What is being asked: Whenever a line in the data holds the string "created", pull that line out.

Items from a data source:
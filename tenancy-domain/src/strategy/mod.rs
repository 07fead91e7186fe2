//! schema 供给策略（Provisioning Strategy）
//!
//! 业务服务唯一可以依赖的契约是 [`TenantProvisioningStrategy`]：
//! `initialize` / `teardown` / `is_migration_pending`。
//!
//! 两种实现：
//! - [`DirectDdlStrategy`]：直接建/删 schema，没有迁移概念；
//! - [`MigrationStrategy`]：建 schema 后运行版本化迁移。
//!
//! 两者都必须容忍同一租户被重复调用（至少一次投递、人工重放）：
//! "已经完成"的路径记录日志后直接返回，不视为错误。
//! 启动时由配置在 [`ProvisioningStrategy`] 的两个变体中二选一，运行期不可切换。
//!
mod direct_ddl;
mod migration;

pub use direct_ddl::DirectDdlStrategy;
pub use migration::MigrationStrategy;

use crate::error::{ProvisioningError, ProvisioningResult};
use crate::schema::{SchemaCatalog, SchemaName};
use async_trait::async_trait;
use serde::{Deserialize, Serialize};
use std::fmt;
use std::str::FromStr;
use tracing::{info, warn};

/// 租户 schema 供给契约
#[async_trait]
pub trait TenantProvisioningStrategy: Send + Sync {
    /// 为租户准备 schema；重复调用安全
    async fn initialize(&self, tenant_id: &str, schema: &SchemaName) -> ProvisioningResult<()>;

    /// 删除租户 schema；schema 不存在时为空操作
    async fn teardown(&self, tenant_id: &str, schema: &SchemaName) -> ProvisioningResult<()>;

    /// 是否存在尚未应用到该 schema 的迁移
    async fn is_migration_pending(&self, schema: &SchemaName) -> ProvisioningResult<bool>;
}

/// 策略类型（配置项）
#[derive(Debug, Clone, Copy, PartialEq, Eq, Default, Serialize, Deserialize)]
#[serde(rename_all = "kebab-case")]
pub enum StrategyKind {
    #[default]
    DirectDdl,
    MigrationBased,
}

impl StrategyKind {
    /// 对应配置中的"启用迁移"开关
    pub fn from_migrations_enabled(enabled: bool) -> Self {
        if enabled {
            Self::MigrationBased
        } else {
            Self::DirectDdl
        }
    }

    pub fn as_str(&self) -> &'static str {
        match self {
            Self::DirectDdl => "direct-ddl",
            Self::MigrationBased => "migration-based",
        }
    }
}

impl fmt::Display for StrategyKind {
    fn fmt(&self, f: &mut fmt::Formatter<'_>) -> fmt::Result {
        f.write_str(self.as_str())
    }
}

impl FromStr for StrategyKind {
    type Err = ProvisioningError;

    fn from_str(s: &str) -> Result<Self, Self::Err> {
        match s.trim().to_ascii_lowercase().as_str() {
            "direct-ddl" | "direct" | "ddl" => Ok(Self::DirectDdl),
            "migration-based" | "migration" | "migrations" => Ok(Self::MigrationBased),
            other => Err(ProvisioningError::InvalidStrategy {
                value: other.to_string(),
            }),
        }
    }
}

/// 启动时选定的供给策略
#[derive(Clone)]
pub enum ProvisioningStrategy {
    DirectDdl(DirectDdlStrategy),
    MigrationBased(MigrationStrategy),
}

impl ProvisioningStrategy {
    pub fn kind(&self) -> StrategyKind {
        match self {
            Self::DirectDdl(_) => StrategyKind::DirectDdl,
            Self::MigrationBased(_) => StrategyKind::MigrationBased,
        }
    }
}

impl From<DirectDdlStrategy> for ProvisioningStrategy {
    fn from(value: DirectDdlStrategy) -> Self {
        Self::DirectDdl(value)
    }
}

impl From<MigrationStrategy> for ProvisioningStrategy {
    fn from(value: MigrationStrategy) -> Self {
        Self::MigrationBased(value)
    }
}

#[async_trait]
impl TenantProvisioningStrategy for ProvisioningStrategy {
    async fn initialize(&self, tenant_id: &str, schema: &SchemaName) -> ProvisioningResult<()> {
        match self {
            Self::DirectDdl(s) => s.initialize(tenant_id, schema).await,
            Self::MigrationBased(s) => s.initialize(tenant_id, schema).await,
        }
    }

    async fn teardown(&self, tenant_id: &str, schema: &SchemaName) -> ProvisioningResult<()> {
        match self {
            Self::DirectDdl(s) => s.teardown(tenant_id, schema).await,
            Self::MigrationBased(s) => s.teardown(tenant_id, schema).await,
        }
    }

    async fn is_migration_pending(&self, schema: &SchemaName) -> ProvisioningResult<bool> {
        match self {
            Self::DirectDdl(s) => s.is_migration_pending(schema).await,
            Self::MigrationBased(s) => s.is_migration_pending(schema).await,
        }
    }
}

/// schema 不存在则创建；已存在（包括与并发重投递竞争落败）时记录日志并跳过
pub(crate) async fn ensure_schema(
    catalog: &dyn SchemaCatalog,
    tenant_id: &str,
    schema: &SchemaName,
) -> ProvisioningResult<()> {
    if catalog.exists(schema).await? {
        info!(tenant_id, schema = %schema, "schema already exists, skipping create");
        return Ok(());
    }

    match catalog.create_schema(schema).await {
        Ok(()) => {
            info!(tenant_id, schema = %schema, "schema created");
            Ok(())
        }
        Err(ProvisioningError::SchemaAlreadyExists { .. }) => {
            warn!(tenant_id, schema = %schema, "schema created concurrently, skipping create");
            Ok(())
        }
        Err(e) => Err(e),
    }
}

/// schema 存在则删除；不存在时记录日志并跳过
pub(crate) async fn remove_schema(
    catalog: &dyn SchemaCatalog,
    tenant_id: &str,
    schema: &SchemaName,
) -> ProvisioningResult<()> {
    if !catalog.exists(schema).await? {
        info!(tenant_id, schema = %schema, "schema absent, skipping drop");
        return Ok(());
    }

    match catalog.drop_schema(schema).await {
        Ok(()) => {
            info!(tenant_id, schema = %schema, "schema dropped");
            Ok(())
        }
        Err(ProvisioningError::SchemaNotFound { .. }) => {
            warn!(tenant_id, schema = %schema, "schema dropped concurrently, skipping drop");
            Ok(())
        }
        Err(e) => Err(e),
    }
}

#[cfg(test)]
mod tests {
    use super::*;

    #[test]
    fn strategy_kind_parses_config_values() {
        assert_eq!(
            "migration".parse::<StrategyKind>().unwrap(),
            StrategyKind::MigrationBased
        );
        assert_eq!(
            " Direct-DDL ".parse::<StrategyKind>().unwrap(),
            StrategyKind::DirectDdl
        );
        assert!("flyway".parse::<StrategyKind>().is_err());
        assert_eq!(
            StrategyKind::from_migrations_enabled(true),
            StrategyKind::MigrationBased
        );
        assert_eq!(StrategyKind::default(), StrategyKind::DirectDdl);
    }
}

Response:
            info!(tenant_id, schema = %schema, "schema created");
            warn!(tenant_id, schema = %schema, "schema created concurrently, skipping create");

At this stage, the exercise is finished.